Rusia necesita a Dostoyevski
Cuando Dostoyevski publicó Los hermanos Karamazov, sus contemporáneos calificaron la obra de “perversión monstruosa” porque había osado poner delante de los ojos del inocente lector escenas de crueldad inaudita: un niño devorado por una manada de perros, otro crucificado… Se trataba de episodios inspirados en los periódicos.
Pero Dostoyevski ni fue un maestro del realismo porque mostrara escenas morbosamente crueles sino porque consiguió atravesar la alienación con que fácilmente nos defendemos de aquello que, al turbarnos, nos plantea preguntas incómodas.
El Papa Francisco ha comenzado la Cuaresma pidiéndonos reflexionar sobre la “globalización de la indiferencia”, y afirmando que se trata de “un malestar que tenemos que afrontar como cristianos”. Pero incluso ahora, ante las atroces imágenes del martirio de tantos hermanos, nos cuesta dejarnos herir por la crueldad de la que somos capaces, una crueldad que grita diariamente pero ante la cual siempre tendemos a taparnos los oídos.
El Papa ya lo dijo en agosto, haciéndonos caer en la cuenta de que la tercera guerra mundial ya está en marcha, e invitándonos a “detenernos y pensar un poco en el nivel de crueldad a que hemos llegado. Nos debería espantar”. La guerra que desde hace meses se está librando en Ucrania ha generado en Rusia un fenómeno cada vez más palpable: es un tabú. De Ucrania no se habla, ni se puede ni se debe. Atrincherados en un mar de excusas (nunca sabremos la verdad, la política es un juego demasiado sucio) que no eximen a la decisión de no mirar lo que sucede de unas consecuencias cada vez más graves. La tensión en las relaciones es altísima, en todas partes se percibe un odio evidente, se tiene pavor a la verdad. El corazón está adormilado, y solo despierta –hallándose entonces en una pesadilla– si lo tocan directamente. Por la muerte de un conocido, por ejemplo, que –nadie lo sabía– se encontraba en Ucrania. Pero, en cualquier caso, es mejor callar, no profundizar, porque podríamos hacernos demasiado daño.

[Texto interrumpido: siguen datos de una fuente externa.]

use std::io;
use std::time::{Duration, Instant};

use crossterm::event::{
    self, DisableMouseCapture, EnableMouseCapture, Event, KeyCode, KeyEvent, KeyEventKind,
    KeyModifiers,
};
use crossterm::execute;
use crossterm::terminal::{
    EnterAlternateScreen, LeaveAlternateScreen, disable_raw_mode, enable_raw_mode,
};
use ratatui::layout::{Constraint, Direction, Layout};
use ratatui::prelude::*;
use ratatui::style::{Color, Modifier, Style};
use ratatui::widgets::{Bar, BarChart, BarGroup, Block, Borders, Clear, Paragraph};

use matchday_terminal::history::{HistoryRow, SAMPLE_HISTORY, accuracy_percent};
use matchday_terminal::predictor::{Outcome, percent};
use matchday_terminal::state::{AppState, FormField};

struct App {
    state: AppState,
    should_quit: bool,
}

impl App {
    fn new() -> Self {
        Self {
            state: AppState::new(),
            should_quit: false,
        }
    }

    fn on_key(&mut self, key: KeyEvent) {
        if key.modifiers.contains(KeyModifiers::CONTROL) {
            match key.code {
                KeyCode::Char('q') | KeyCode::Char('c') => self.should_quit = true,
                KeyCode::Char('h') => self.state.help_overlay = !self.state.help_overlay,
                KeyCode::Char('r') => self.state.reset_form(),
                _ => {}
            }
            return;
        }

        if self.state.help_overlay {
            if matches!(key.code, KeyCode::Esc | KeyCode::Enter) {
                self.state.help_overlay = false;
            }
            return;
        }

        match key.code {
            KeyCode::Esc => self.should_quit = true,
            KeyCode::Tab | KeyCode::Down => self.state.focus_next(),
            KeyCode::BackTab | KeyCode::Up => self.state.focus_prev(),
            KeyCode::Left => self.state.cycle_choice(false),
            KeyCode::Right => self.state.cycle_choice(true),
            KeyCode::Enter => self.state.submit(),
            KeyCode::Backspace => self.state.edit_backspace(),
            KeyCode::Char(c) => self.state.edit_char(c),
            _ => {}
        }
    }
}

fn main() -> io::Result<()> {
    enable_raw_mode()?;
    let mut stdout = io::stdout();
    execute!(stdout, EnterAlternateScreen, EnableMouseCapture)?;
    let backend = ratatui::backend::CrosstermBackend::new(stdout);
    let mut terminal = ratatui::Terminal::new(backend)?;

    let mut app = App::new();
    app.state
        .push_log("[INFO] Fill in the form and press Enter to predict");
    let res = run_app(&mut terminal, &mut app);

    disable_raw_mode()?;
    execute!(
        terminal.backend_mut(),
        LeaveAlternateScreen,
        DisableMouseCapture
    )?;
    terminal.show_cursor()?;

    if let Err(err) = res {
        eprintln!("error: {err}");
    }
    Ok(())
}

fn run_app<B: Backend>(terminal: &mut Terminal<B>, app: &mut App) -> io::Result<()> {
    let tick_rate = Duration::from_millis(250);
    let mut last_tick = Instant::now();

    loop {
        terminal.draw(|f| ui(f, app))?;

        let timeout = tick_rate
            .checked_sub(last_tick.elapsed())
            .unwrap_or(Duration::ZERO);
        if event::poll(timeout)? {
            if let Event::Key(key) = event::read()? {
                if key.kind == KeyEventKind::Press {
                    app.on_key(key);
                }
            }
        }

        if last_tick.elapsed() >= tick_rate {
            last_tick = Instant::now();
        }

        if app.should_quit {
            return Ok(());
        }
    }
}

fn ui(frame: &mut Frame, app: &App) {
    let chunks = Layout::default()
        .direction(Direction::Vertical)
        .constraints([
            Constraint::Length(3),
            Constraint::Min(1),
            Constraint::Length(4),
            Constraint::Length(1),
        ])
        .split(frame.size());

    let header =
        Paragraph::new(header_text(&app.state)).block(Block::default().borders(Borders::BOTTOM));
    frame.render_widget(header, chunks[0]);

    render_body(frame, chunks[1], &app.state);

    let console = Paragraph::new(console_text(&app.state))
        .block(Block::default().title("Console").borders(Borders::ALL));
    frame.render_widget(console, chunks[2]);

    let footer = Paragraph::new(footer_text()).block(Block::default());
    frame.render_widget(footer, chunks[3]);

    if app.state.help_overlay {
        render_help_overlay(frame, frame.size());
    }
}

fn header_text(state: &AppState) -> String {
    let status = if state.form.is_complete() {
        "Enter to predict"
    } else {
        "Enter team and opponent"
    };
    let line1 = format!("  .-.  MATCHDAY TERMINAL | Outcome Predictor | {status}");
    let line2 = " /___\\".to_string();
    let line3 = "  |_|".to_string();
    format!("{line1}\n{line2}\n{line3}")
}

fn footer_text() -> String {
    "Tab/↑/↓ Move | ←/→ Venue/Formation | Enter Predict | Ctrl-R Reset | Ctrl-H Help | Esc Quit"
        .to_string()
}

fn render_body(frame: &mut Frame, area: Rect, state: &AppState) {
    let columns = Layout::default()
        .direction(Direction::Horizontal)
        .constraints([Constraint::Min(36), Constraint::Length(46)])
        .split(area);

    render_form(frame, columns[0], state);

    let right = Layout::default()
        .direction(Direction::Vertical)
        .constraints([
            Constraint::Length(9),
            Constraint::Length(11),
            Constraint::Min(6),
        ])
        .split(columns[1]);

    render_prediction(frame, right[0], state);
    render_model_inputs(frame, right[1], state);
    render_history(frame, right[2]);
}

fn render_form(frame: &mut Frame, area: Rect, state: &AppState) {
    let block = Block::default()
        .title("Match Details")
        .borders(Borders::ALL);
    let inner = block.inner(area);
    frame.render_widget(block, area);

    if inner.height == 0 || inner.width == 0 {
        return;
    }

    const LABEL_WIDTH: usize = 11;
    for (i, field) in FormField::ORDER.iter().enumerate() {
        if i as u16 >= inner.height {
            break;
        }
        let row_area = Rect {
            x: inner.x,
            y: inner.y + i as u16,
            width: inner.width,
            height: 1,
        };

        let focused = *field == state.focus;
        let style = if focused {
            Style::default().fg(Color::White).bg(Color::DarkGray)
        } else {
            Style::default()
        };

        let mut value = state.form.value_text(*field);
        if focused && !field.is_choice() {
            value.push('_');
        }
        let line = format!("{:<LABEL_WIDTH$}{}", format!("{}:", field.label()), value);
        frame.render_widget(Paragraph::new(line).style(style), row_area);
    }
}

fn render_prediction(frame: &mut Frame, area: Rect, state: &AppState) {
    let block = Block::default().title("Prediction").borders(Borders::ALL);
    let inner = block.inner(area);
    frame.render_widget(block, area);

    if inner.height == 0 || inner.width == 0 {
        return;
    }

    let Some(result) = &state.prediction else {
        let empty = Paragraph::new("No prediction yet").style(Style::default().fg(Color::DarkGray));
        frame.render_widget(empty, inner);
        return;
    };

    let rows = Layout::default()
        .direction(Direction::Vertical)
        .constraints([Constraint::Length(2), Constraint::Min(3)])
        .split(inner);

    let headline = format!(
        "{}  (confidence {}%)",
        result.outcome.label(),
        result.confidence_percent()
    );
    let headline_style = Style::default()
        .fg(outcome_color(result.outcome))
        .add_modifier(Modifier::BOLD);
    let summary = format!(
        "W {}%  D {}%  L {}%",
        percent(result.probs.win),
        percent(result.probs.draw),
        percent(result.probs.loss)
    );
    let text = Paragraph::new(format!("{headline}\n{summary}")).style(headline_style);
    frame.render_widget(text, rows[0]);

    let win = Bar::default()
        .value(percent(result.probs.win) as u64)
        .text_value(String::new())
        .style(Style::default().fg(Color::Green));
    let draw = Bar::default()
        .value(percent(result.probs.draw) as u64)
        .text_value(String::new())
        .style(Style::default().fg(Color::Yellow));
    let loss = Bar::default()
        .value(percent(result.probs.loss) as u64)
        .text_value(String::new())
        .style(Style::default().fg(Color::Red));

    let chart = BarChart::default()
        .data(BarGroup::default().bars(&[win, draw, loss]))
        .direction(Direction::Horizontal)
        .bar_width(1)
        .bar_gap(0)
        .group_gap(0)
        .max(100);
    frame.render_widget(chart, rows[1]);
}

fn render_model_inputs(frame: &mut Frame, area: Rect, state: &AppState) {
    let text = match &state.features {
        Some(v) => format!(
            "opponent_freq:  {:>6.1}\nvenue_home:     {:>6}\nxg:             {:>6.2}\nxga:            {:>6.2}\ncaptain_freq:   {:>6.1}\nformation_freq: {:>6.1}\nteam_freq:      {:>6.1}",
            v.opponent_freq,
            v.venue_home,
            v.xg,
            v.xga,
            v.captain_freq,
            v.formation_freq,
            v.team_freq
        ),
        None => "No inputs encoded yet".to_string(),
    };
    let inputs = Paragraph::new(text).block(
        Block::default()
            .title("Model Inputs (placeholder encoding)")
            .borders(Borders::ALL),
    );
    frame.render_widget(inputs, area);
}

fn render_history(frame: &mut Frame, area: Rect) {
    let title = format!(
        "Recent Predictions ({}% accuracy)",
        accuracy_percent(SAMPLE_HISTORY)
    );
    let lines: Vec<String> = SAMPLE_HISTORY.iter().map(history_line).collect();
    let list =
        Paragraph::new(lines.join("\n")).block(Block::default().title(title).borders(Borders::ALL));
    frame.render_widget(list, area);
}

fn history_line(row: &HistoryRow) -> String {
    let hit = if row.result == row.predicted {
        "+"
    } else {
        "x"
    };
    format!(
        "{} vs {:<11} ({}) {:>3}  {} {}% {}",
        row.date,
        row.opponent,
        row.venue.label(),
        row.score,
        row.result.letter(),
        row.confidence,
        hit
    )
}

fn console_text(state: &AppState) -> String {
    if state.logs.is_empty() {
        return "No messages yet".to_string();
    }
    state
        .logs
        .iter()
        .rev()
        .take(2)
        .cloned()
        .collect::<Vec<_>>()
        .into_iter()
        .rev()
        .collect::<Vec<_>>()
        .join("\n")
}

fn outcome_color(outcome: Outcome) -> Color {
    match outcome {
        Outcome::Win => Color::Green,
        Outcome::Draw => Color::Yellow,
        Outcome::Loss => Color::Red,
    }
}

fn render_help_overlay(frame: &mut Frame, area: Rect) {
    let popup_area = centered_rect(60, 60, area);
    frame.render_widget(Clear, popup_area);

    let text = [
        "Matchday Terminal - Help",
        "",
        "Form:",
        "  Tab / ↓      Next field",
        "  Shift-Tab / ↑ Previous field",
        "  ← / →        Cycle venue or formation",
        "  Enter        Predict match result",
        "  Backspace    Delete in text field",
        "",
        "Global:",
        "  Ctrl-R       Reset form",
        "  Ctrl-H       Toggle help",
        "  Esc / Ctrl-Q Quit",
    ]
    .join("\n");

    let help = Paragraph::new(text)
        .block(Block::default().title("Help").borders(Borders::ALL))
        .style(Style::default());
    frame.render_widget(help, popup_area);
}

fn centered_rect(percent_x: u16, percent_y: u16, area: Rect) -> Rect {
    let vertical = Layout::default()
        .direction(Direction::Vertical)
        .constraints([
            Constraint::Percentage((100 - percent_y) / 2),
            Constraint::Percentage(percent_y),
            Constraint::Percentage((100 - percent_y) / 2),
        ])
        .split(area);

    let horizontal = Layout::default()
        .direction(Direction::Horizontal)
        .constraints([
            Constraint::Percentage((100 - percent_x) / 2),
            Constraint::Percentage(percent_x),
            Constraint::Percentage((100 - percent_x) / 2),
        ])
        .split(vertical[1]);

    horizontal[1]
}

No digo que toda la sociedad rusa esté anestesiada, por supuesto, siempre hay alguien despierto, alguien que sufre, pero el porcentaje es mínimo. Cuando más tiempo pasa, más difícil resulta abrir los ojos; habría que perdonar un silencio ya demasiado largo. Las excepciones a esta dinámica de “indiferencia globalizada” y, al menos aquí, fuertemente cínica, son muy pocas.
Por una parte, la guerra de la información se mantiene en todos los frentes, pero entre cómo se cuentan los acontecimientos en Rusia y en Ucrania existe una diferencia sustancial: en ucrania se trata de hacer que lo que sucede se vea, y por eso se emite todo lo posible en directo. El hecho es que allí la guerra es de verdad y la ficción no puede vencer. En Ucrania ha hecho su aparición la realidad, todo lo cruda, violenta, enferma y contradictoria que se quiera, pero real, y por tanto capaz de despertar el corazón.
En Rusia, por el contrario, el directo se censura, se impide totalmente o se confunde a sabiendas (algunos canales dan lugar a pensar que estamos en una dictadura, pero todos saben que son los “enemigos de la Patria”), se crea ad hoc, solo se muestra con ocasión de eventos seleccionados con objetivos muy precisos. Pero la realidad –esa tan banal como verdadera, la que duele como un puñetazo en la cara– no la muestran. De hecho, de esta guerra ya solo hablan las radios y televisiones, y como si se tratara de una película: ciudades destruidas, desplazados, soldados en el frente, heridos, muertos… palabras pronunciadas con sarcasmo, tanto que si alguien, tímidamente, se atreve a formular alguna pregunta (protegido por el anonimato de una transmisión radiofónica) se encuentra con que su interlocutor se echa a reír en su cara.
Necesitamos el realismo de Dostoyevski, dejarnos sacudir por la realidad tal como es para llegar a descubrir, en su profundidad, a Aquel que la hace. Pero no lo descubriremos si no damos crédito al malestar de nuestro corazón, si no volvemos a caer en la cuenta de que necesitamos urgentemente ser salvados.